• Last modified 1513 days ago (Feb. 26, 2015)


A crime to teach?

Among the sideshows in the bizarre circus that is the Kansas Legislature, I find none more infuriating than a Shawnee legislator’s bill, driven by a book-burning mentality, to criminalize teaching.

Yes, you read that right. Teachers could be bona fide criminals if SB 56 becomes law, subject to fines up to $1,000 and six months in jail.

Which teachers? Any public, private, or parochial school teachers (counselors, too) who expose students to what the bill calls “harmful” material. Of course, in Kansas, in this bill, harmful means sexual in nature.

It’s not entirely new — Kansas has a law on the books detailing in terms both specific and vague what does and doesn’t count as criminal when it comes to inappropriate materials or information regarding sexuality and minors. That law specifically exempts school, college, and university personnel who present sexually oriented educational materials.

SB 56 strikes “public, private, or parochial school” from protected status. If it passes, sex education teachers may need to think twice before coming to work. So, too, should school librarians, English teachers who use “young adult” material, and others. Slip up, lose a $1,000 and get a vacation with three squares a day in the slammer.

Let’s bring this local by considering one example, USD 408, which will be moving sixth graders up to the middle school/high school complex. There’s a library there, with materials suitable for the ages of kids who’ve been attending.

Are those same materials suitable for sixth graders? Who decides? If a parent objects to a “young adult” book in the collection because it mentions something sexual, will it be time to slap cuffs on the librarian?

What’s always amused me about these discussions is that when I was a kid in the ’60s, none of us in my circle of friends waited for sixth grade to learn about sex! We got the information anywhere we could — surreptitiously leafing through the lingerie section of the Sears catalog, ogling cleverly concealed Playboy magazines, and, of course, hanging out around older guys. We knew it all, or thought we did, and we were cool.

The “harmful” incident that supposedly sparked the bill was one middle school teacher who put up one poster with some inappropriate terms. Other staff intervened, and the poster came down after a day. An error? Yes. A crime? No. At least, not yet.

When the kids who saw the poster went home after school, there’s a good chance they sat down in front of the TV, where they got their daily barrage of sexual images in sitcoms, dramas, and ads. Their parents were probably watching along with them, and likely weren’t shielding their eyes.

Or, they got on the Internet, and their parents probably weren’t with them — few adults supervise their kids when they’re net surfing. I think “everything imaginable” suffices to describe what they can and often find.

The legislature should stay out of this and leave it up to teachers, administrators, and school boards at the local level to deal with. It wasn’t a problem until some legislator made it one.
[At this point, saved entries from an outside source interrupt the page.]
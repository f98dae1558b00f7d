use super::{brand_link, layout, BRAND};

const PROBLEMS: [&str; 3] = [
    "25-54% of K-12 students report low engagement. Fewer than 20% find classwork important or relevant.",
    "Students spend 98+ minutes per day on devices in school, leading to reduced focus and performance.",
    "By 8th grade, students decide if they're \"academic.\" We need to reach them before it's too late.",
];

const SKILLS: [(&str, &str); 6] = [
    ("Problem Solving", "Guided research on real problems to spark curiosity and innovation."),
    ("Literature Review", "Multi-source synthesis, comparison, and analysis skills."),
    ("AI Literacy", "Learn to use AI tools responsibly without sacrificing integrity."),
    ("Source Evaluation", "Fact-checking and credibility assessment from an early age."),
    ("Collaboration", "Group work that mirrors real research environments."),
    ("Research Olympiad", "Engaging triathlon: Solo quiz, team project, and literature review."),
];

const WORKSHOPS: [(&str, &str, [&str; 3]); 2] = [
    (
        "Collaborative Research Labs",
        "Interactive workshops where students work together on real research problems, guided by experienced facilitators.",
        ["60-90 minute focused sessions", "Small groups (8-12 students)", "Real-time feedback and guidance"],
    ),
    (
        "Skill-Building Sessions",
        "Targeted sessions focusing on specific research skills like source evaluation, data analysis, and presentation techniques.",
        ["Grade-level appropriate content", "Progressive skill development", "Certificate of completion"],
    ),
];

fn cards(items: impl Iterator<Item = String>) -> String {
    items.collect::<Vec<_>>().join("\n")
}

pub fn render() -> String {
    let problems = cards(PROBLEMS.iter().map(|p| format!("<div class=\"card\"><p>{p}</p></div>")));
    let skills = cards(SKILLS.iter().map(|(name, blurb)| format!("<div class=\"card\"><h3>{name}</h3><p>{blurb}</p></div>")));
    let workshops = cards(WORKSHOPS.iter().map(|(name, blurb, points)| {
        let list: String = points.iter().map(|pt| format!("<li>{pt}</li>")).collect();
        format!("<div class=\"card\"><h3>{name}</h3><p>{blurb}</p><ul>{list}</ul></div>")
    }));

    let body = format!(
        r##"<header>
{brand}
<nav><a href="#features">Features</a> <a href="#workshops">Workshops</a> <a href="#about">About</a> <a href="#contact">Contact</a></nav>
<div><a class="button outline" href="/auth/signin">Sign In</a> <a class="button" href="/auth/signup">Get Started</a></div>
</header>
<main>
<section id="hero">
<h1>Making Research Skills Fun &amp; Accessible</h1>
<p>Research Olympiad teaches K&ndash;8 students critical research skills through engaging competitions, interactive workshops, and structured lessons. Build curiosity, analytical thinking, and collaboration skills that last a lifetime.</p>
<p><a class="button" href="/auth/signup?role=teacher">I'm a Teacher</a> <a class="button outline" href="/auth/signup?role=student">I'm a Student</a></p>
</section>
<section id="about">
<h2>Why 95%+ of Students Avoid Research</h2>
<p>It's not about ability, it's about engagement. Academic identity forms in K-8, and we're here to make it count.</p>
<div class="grid">
{problems}
</div>
</section>
<section id="features">
<h2>Five Core Research Skills</h2>
<p>Building the foundation for lifelong learning and critical thinking</p>
<div class="grid">
{skills}
</div>
</section>
<section id="workshops">
<h2>Interactive Workshops</h2>
<p>Live, hands-on sessions where students practice research skills in real-time with expert guidance and peer collaboration.</p>
<div class="grid">
{workshops}
</div>
</section>
<section id="contact" class="card">
<h2>Ready to Transform Learning?</h2>
<p>Join thousands of educators and students already building research skills through engaging competition.</p>
<p><a class="button" href="/auth/signup?role=teacher">Start Teaching Research</a> <a class="button outline" href="/auth/signup?role=student">Join as Student</a></p>
</section>
</main>
<footer><main><p><strong>{BRAND}</strong>: Making research skills fun and accessible for K-8 students worldwide.</p><p>&copy; 2024 {BRAND}. All rights reserved.</p></main></footer>"##,
        brand = brand_link(),
    );
    layout("Home", &body)
}
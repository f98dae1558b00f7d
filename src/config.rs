//! Process configuration.
//!
//! Two explicitly constructed objects, built once in `main` and handed to the
//! components that need them:
//! - [`ServiceConfig`]: endpoint and public key of the hosted Supabase project.
//! - [`ServerConfig`]: listener and cookie settings for the HTTP server.
//!
//! Missing service configuration never aborts startup; the app boots in a
//! degraded mode and the setup wizard reports what is absent.

use std::env;

use tracing::{info, warn};

pub const SERVICE_URL_VAR: &str = "SUPABASE_URL";
pub const SERVICE_KEY_VAR: &str = "SUPABASE_ANON_KEY";

pub const PLACEHOLDER_URL: &str = "https://placeholder.supabase.co";
pub const PLACEHOLDER_KEY: &str = "placeholder-key";

const DEFAULT_HTTP_PORT: u16 = 3000;
const DEFAULT_BIND_HOST: &str = "0.0.0.0";

#[derive(Debug, Clone, Default, PartialEq, Eq)]
pub struct ServiceConfig {
    pub url: Option<String>,
    pub anon_key: Option<String>,
}

impl ServiceConfig {
    pub fn new(url: Option<String>, anon_key: Option<String>) -> Self {
        Self { url: non_blank(url), anon_key: non_blank(anon_key) }
    }

    pub fn from_env() -> Self {
        let cfg = Self::new(env::var(SERVICE_URL_VAR).ok(), env::var(SERVICE_KEY_VAR).ok());
        if !cfg.is_configured() {
            warn!(missing = ?cfg.missing(), "Supabase environment variables not found. Some features may not work.");
        }
        cfg
    }

    pub fn is_configured(&self) -> bool {
        self.url.is_some() && self.anon_key.is_some()
    }

    pub fn missing(&self) -> Vec<&'static str> {
        let mut out = Vec::new();
        if self.url.is_none() { out.push(SERVICE_URL_VAR); }
        if self.anon_key.is_none() { out.push(SERVICE_KEY_VAR); }
        out
    }

    /// Configured endpoint, or the placeholder used in degraded mode.
    pub fn endpoint(&self) -> &str {
        self.url.as_deref().unwrap_or(PLACEHOLDER_URL)
    }

    pub fn key(&self) -> &str {
        self.anon_key.as_deref().unwrap_or(PLACEHOLDER_KEY)
    }
}

fn non_blank(v: Option<String>) -> Option<String> {
    v.map(|s| s.trim().to_string()).filter(|s| !s.is_empty())
}

#[derive(Debug, Clone, PartialEq, Eq)]
pub struct ServerConfig {
    pub http_port: u16,
    pub bind_host: String,
    pub secure_cookies: bool,
}

impl Default for ServerConfig {
    fn default() -> Self {
        Self { http_port: DEFAULT_HTTP_PORT, bind_host: DEFAULT_BIND_HOST.to_string(), secure_cookies: true }
    }
}

pub const USAGE: &str = "researchable\n\nUSAGE:\n  researchable [--http-port N] [--bind HOST] [--insecure-cookies]\n\nOPTIONS:\n  --http-port N        HTTP port (env: RESEARCHABLE_HTTP_PORT, default 3000)\n  --bind HOST          Bind address (env: RESEARCHABLE_BIND, default 0.0.0.0)\n  --insecure-cookies   Drop the Secure cookie flag for plain-http development (env: RESEARCHABLE_SECURE_COOKIES=false)\n\nSERVICE:\n  SUPABASE_URL         Project URL\n  SUPABASE_ANON_KEY    Public anon key\n";

impl ServerConfig {
    /// Resolve settings from CLI arguments first, then environment, then defaults.
    pub fn from_args_and_env(args: &[String]) -> Self {
        let defaults = Self::default();

        let http_port = parse_port_arg(args, "--http-port")
            .or_else(|| parse_port_env("RESEARCHABLE_HTTP_PORT"))
            .unwrap_or(defaults.http_port);
        let bind_host = parse_value_arg(args, "--bind")
            .or_else(|| env::var("RESEARCHABLE_BIND").ok())
            .unwrap_or(defaults.bind_host);
        let secure_cookies = if has_flag(args, "--insecure-cookies") {
            false
        } else {
            parse_bool_env("RESEARCHABLE_SECURE_COOKIES").unwrap_or(defaults.secure_cookies)
        };

        info!(http_port, bind_host = %bind_host, secure_cookies, "server configuration resolved");
        Self { http_port, bind_host, secure_cookies }
    }

    pub fn address(&self) -> String {
        format!("{}:{}", self.bind_host, self.http_port)
    }
}

pub fn has_flag(args: &[String], flag: &str) -> bool {
    args.iter().any(|a| a == flag)
}

fn parse_value_arg(args: &[String], flag: &str) -> Option<String> {
    let pos = args.iter().position(|a| a == flag)?;
    args.get(pos + 1).filter(|v| !v.starts_with('-')).cloned()
}

fn parse_port_arg(args: &[String], flag: &str) -> Option<u16> {
    let raw = parse_value_arg(args, flag)?;
    parse_port(flag, &raw)
}

fn parse_port_env(name: &str) -> Option<u16> {
    let raw = env::var(name).ok()?;
    parse_port(name, &raw)
}

fn parse_port(source: &str, raw: &str) -> Option<u16> {
    match raw.trim().parse::<u16>() {
        Ok(p) => Some(p),
        Err(e) => {
            warn!("Invalid {source} value '{raw}': {e}; using default");
            None
        }
    }
}

fn parse_bool(raw: &str) -> Option<bool> {
    match raw.trim().to_lowercase().as_str() {
        "1" | "true" | "yes" | "on" => Some(true),
        "0" | "false" | "no" | "off" => Some(false),
        _ => None,
    }
}

fn parse_bool_env(name: &str) -> Option<bool> {
    let raw = env::var(name).ok()?;
    let parsed = parse_bool(&raw);
    if parsed.is_none() {
        warn!("Invalid {name} value '{raw}'; using default");
    }
    parsed
}
use reqwest::header::{HeaderMap, HeaderValue, AUTHORIZATION, CONTENT_RANGE};
use reqwest::{Response, StatusCode};
use serde::de::DeserializeOwned;
use serde_json::{json, Value};
use tracing::{debug, warn};

use crate::config::{ServiceConfig, SERVICE_KEY_VAR, SERVICE_URL_VAR};
use crate::error::{ServiceError, ServiceResult};
use crate::identity::{AuthSession, AuthUser, SignUpResponse};

use super::probe::ProbeResult;

/// Collection the connectivity probe counts rows in.
pub const PROBE_COLLECTION: &str = "profiles";

pub fn missing_config_message() -> String {
    format!("Environment variables {SERVICE_URL_VAR} and {SERVICE_KEY_VAR} are required")
}

/// Client for the hosted auth (`/auth/v1`) and data (`/rest/v1`) APIs.
///
/// Built once from an explicit [`ServiceConfig`]. When configuration is
/// missing the placeholder endpoint is kept so the process still boots, but
/// every call short-circuits with [`ServiceError::ConfigMissing`] instead of
/// touching the network.
#[derive(Debug, Clone)]
pub struct SessionClient {
    config: ServiceConfig,
    http: reqwest::Client,
}

impl SessionClient {
    pub fn new(config: ServiceConfig) -> Self {
        if !config.is_configured() {
            warn!(endpoint = config.endpoint(), "service client created with placeholder configuration");
        }
        Self { config, http: reqwest::Client::new() }
    }

    pub fn config(&self) -> &ServiceConfig {
        &self.config
    }

    pub fn is_configured(&self) -> bool {
        self.config.is_configured()
    }

    fn ensure_configured(&self) -> ServiceResult<()> {
        if self.config.is_configured() {
            Ok(())
        } else {
            Err(ServiceError::ConfigMissing(missing_config_message()))
        }
    }

    fn url(&self, path: &str) -> String {
        format!("{}{}", self.config.endpoint().trim_end_matches('/'), path)
    }

    fn headers(&self, bearer: Option<&str>) -> HeaderMap {
        let mut headers = HeaderMap::new();
        if let Ok(v) = HeaderValue::from_str(self.config.key()) {
            headers.insert("apikey", v);
        }
        let token = bearer.unwrap_or(self.config.key());
        if let Ok(v) = HeaderValue::from_str(&format!("Bearer {token}")) {
            headers.insert(AUTHORIZATION, v);
        }
        headers
    }

    async fn auth_post<T: DeserializeOwned>(&self, path: &str, bearer: Option<&str>, body: &Value) -> ServiceResult<T> {
        self.ensure_configured()?;
        debug!(path, "auth request");
        let resp = self
            .http
            .post(self.url(path))
            .headers(self.headers(bearer))
            .json(body)
            .send()
            .await
            .map_err(|e| ServiceError::Auth(e.to_string()))?;
        decode_auth(resp).await
    }

    pub async fn sign_up(&self, email: &str, password: &str, data: &Value) -> ServiceResult<SignUpResponse> {
        let body = json!({"email": email, "password": password, "data": data});
        self.auth_post("/auth/v1/signup", None, &body).await
    }

    pub async fn sign_in_with_password(&self, email: &str, password: &str) -> ServiceResult<AuthSession> {
        let body = json!({"email": email, "password": password});
        self.auth_post("/auth/v1/token?grant_type=password", None, &body).await
    }

    pub async fn refresh_session(&self, refresh_token: &str) -> ServiceResult<AuthSession> {
        let body = json!({"refresh_token": refresh_token});
        self.auth_post("/auth/v1/token?grant_type=refresh_token", None, &body).await
    }

    pub async fn get_user(&self, access_token: &str) -> ServiceResult<AuthUser> {
        self.ensure_configured()?;
        debug!("auth request path=/auth/v1/user");
        let resp = self
            .http
            .get(self.url("/auth/v1/user"))
            .headers(self.headers(Some(access_token)))
            .send()
            .await
            .map_err(|e| ServiceError::Auth(e.to_string()))?;
        decode_auth(resp).await
    }

    pub async fn logout(&self, access_token: &str) -> ServiceResult<()> {
        self.ensure_configured()?;
        debug!("auth request path=/auth/v1/logout");
        let resp = self
            .http
            .post(self.url("/auth/v1/logout"))
            .headers(self.headers(Some(access_token)))
            .send()
            .await
            .map_err(|e| ServiceError::Auth(e.to_string()))?;
        let status = resp.status();
        if status.is_success() {
            return Ok(());
        }
        let text = resp.text().await.unwrap_or_default();
        Err(ServiceError::Auth(upstream_message(status, &text)))
    }

    /// One `HEAD` count query against `collection`; no rows are transferred.
    /// Returns the exact total when the service reports it.
    pub async fn count_rows(&self, collection: &str) -> ServiceResult<Option<u64>> {
        self.ensure_configured()?;
        let resp = self
            .http
            .head(self.url(&format!("/rest/v1/{collection}")))
            .headers(self.headers(None))
            .header("Prefer", "count=exact")
            .query(&[("select", "id")])
            .send()
            .await?;
        let status = resp.status();
        if !status.is_success() {
            let text = resp.text().await.unwrap_or_default();
            return Err(ServiceError::Query(upstream_message(status, &text)));
        }
        let total = resp
            .headers()
            .get(CONTENT_RANGE)
            .and_then(|v| v.to_str().ok())
            .and_then(parse_content_range_total);
        Ok(total)
    }

    /// Connectivity probe driven by the setup wizard.
    pub async fn probe(&self) -> ProbeResult {
        match self.count_rows(PROBE_COLLECTION).await {
            Ok(total) => {
                debug!(collection = PROBE_COLLECTION, ?total, "probe succeeded");
                ProbeResult::connected()
            }
            Err(err) => {
                debug!(code = err.code_str(), "probe failed: {err}");
                ProbeResult::from_error(&err)
            }
        }
    }
}

async fn decode_auth<T: DeserializeOwned>(resp: Response) -> ServiceResult<T> {
    let status = resp.status();
    let text = resp.text().await.map_err(|e| ServiceError::Auth(e.to_string()))?;
    if !status.is_success() {
        return Err(ServiceError::Auth(upstream_message(status, &text)));
    }
    serde_json::from_str(&text).map_err(|e| ServiceError::Unknown(format!("unexpected auth response: {e}")))
}

/// Pull the human readable message out of an upstream error body.
pub fn upstream_message(status: StatusCode, body: &str) -> String {
    let parsed: Option<Value> = serde_json::from_str(body).ok();
    if let Some(v) = parsed.as_ref() {
        for key in ["msg", "error_description", "message", "error"] {
            if let Some(s) = v.get(key).and_then(Value::as_str).filter(|s| !s.is_empty()) {
                return s.to_string();
            }
        }
    }
    format!("HTTP {}", status.as_u16())
}

/// `0-0/42` or `*/42` -> 42. `*/*` or garbage -> None.
fn parse_content_range_total(raw: &str) -> Option<u64> {
    raw.rsplit_once('/').and_then(|(_, total)| total.trim().parse().ok())
}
If parents have a complaint, they should talk with school staff, call a board member, and let them review and act on it. Our school folk know our community, they know our kids. It’s not so fashionable in some circles to say this, but: trust them. They want to do what’s right.

Don’t let the bozos in Topeka needlessly threaten them. If there’s a call that needs to be made, it should go to the school, not the cops.